Ad esempio, il documento raccomanda “un’opportuna attenzione pastorale all’accompagnamento delle famiglie in cui vivono persone con tendenza omosessuale, senza condividere il cosiddetto matrimonio gay”. “Come è possibile?”, domandavano alcuni giornalisti in sala. “Attenzione pastorale e riconoscimento del matrimonio gay sono due cose diverse”, ha chiarito il cardinale Erdő, evidenziando che ciò risulta anche dalla precedente Relatio Synodi, dove in proposito si riporta un brano che rimanda ai “documenti precedenti della Chiesa cattolica”.
Più specifico mons. Forte che è entrato nel merito della questione ribadendo che per la Chiesa “è certamente un punto fermo, che fa parte della Dottrina della Chiesa, intendere il matrimonio intendiamo quello fra un uomo e una donna, aperto alla procreazione”. Anche l’articolo 29, comma 1, della Costituzione italiana – ha ricordato il vescovo – afferma “che la famiglia è un’unione fra un uomo e una donna, aperta alla procreazione”.
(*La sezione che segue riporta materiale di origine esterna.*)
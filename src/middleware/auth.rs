// SPDX-License-Identifier: MIT
// Copyright 2026 Roland Dreier <roland@rolandd.dev>

//! Connected-user middleware.
//!
//! Mattermost forwards plugin requests with the caller's ID in the
//! `Mattermost-User-Id` header. A request is let through only if that user
//! has a stored token we can still decrypt.

use crate::constants::HEADER_MATTERMOST_USER_ID;
use crate::error::AppError;
use crate::models::User;
use crate::services::crypto::{decrypt_token, encrypt_token};
use crate::services::oauth::needs_refresh;
use crate::AppState;
use axum::{
    extract::{Request, State},
    http::HeaderMap,
    middleware::Next,
    response::Response,
};
use std::sync::Arc;

/// Caller resolved by [`require_user`].
#[derive(Debug, Clone)]
pub struct ConnectedUser {
    pub mattermost_user_id: String,
    pub access_token: String,
}

/// Mattermost user ID from the request headers, if present and non-empty.
pub fn mattermost_user_id(headers: &HeaderMap) -> Option<String> {
    headers
        .get(HEADER_MATTERMOST_USER_ID)
        .and_then(|h| h.to_str().ok())
        .map(str::trim)
        .filter(|id| !id.is_empty())
        .map(str::to_string)
}

/// Middleware that requires a connected ServiceNow account.
pub async fn require_user(
    State(state): State<Arc<AppState>>,
    mut request: Request,
    next: Next,
) -> Result<Response, AppError> {
    let mattermost_user_id =
        mattermost_user_id(request.headers()).ok_or(AppError::NotConnected)?;

    let user = state
        .store
        .load_user(&mattermost_user_id)
        .await?
        .ok_or(AppError::NotConnected)?;

    let access_token = connected_access_token(&state, &user).await?;

    request.extensions_mut().insert(ConnectedUser {
        mattermost_user_id,
        access_token,
    });

    Ok(next.run(request).await)
}

/// Decrypt the user's token, refreshing it first if it is about to expire.
async fn connected_access_token(state: &AppState, user: &User) -> Result<String, AppError> {
    let token = decrypt_token(&state.cipher, &user.oauth2_token, &user.mattermost_user_id)
        .map_err(|e| {
            tracing::warn!(
                error = %e,
                mattermost_user_id = %user.mattermost_user_id,
                "Stored token could not be decrypted"
            );
            AppError::NotConnected
        })?;

    if !needs_refresh(&token) {
        return Ok(token.access_token);
    }

    tracing::debug!(mattermost_user_id = %user.mattermost_user_id, "Refreshing ServiceNow token");
    let refreshed = state.oauth.refresh(&token.refresh_token).await.map_err(|e| {
        tracing::warn!(
            error = %e,
            mattermost_user_id = %user.mattermost_user_id,
            "Token refresh failed"
        );
        AppError::NotConnected
    })?;

    let updated = User {
        mattermost_user_id: user.mattermost_user_id.clone(),
        oauth2_token: encrypt_token(&state.cipher, &refreshed, &user.mattermost_user_id)?,
    };
    state.store.store_user(&updated).await?;

    Ok(refreshed.access_token)
}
Questo, però, “non significa che io non possa rispettare e accogliere una persona omosessuale”, ha chiarito, anche perché “ogni persona, qualsasi sia la sua tendenza sessuale, deve sentirsi amata da Dio”. “Sono due cose distinte”, dunque: da una parte “una realtà che è la famiglia”; dall’altra “una sfida pastorale”, che è anche “un valore”. Ovvero fare di tutto perché “nessuno possa sentirsi rifiutato, giudicato, emarginato, ma possibilmente accompagnato e integrato nella vita della comunità”.
In questo quadro di accoglienza – ha aggiunto il presule – “si può capire quanto una persona si possa sentire psicologicamente accolta e valorizzata. Se in partenza la persona non si sente accolta, come è possibile fare altri approfondimenti”.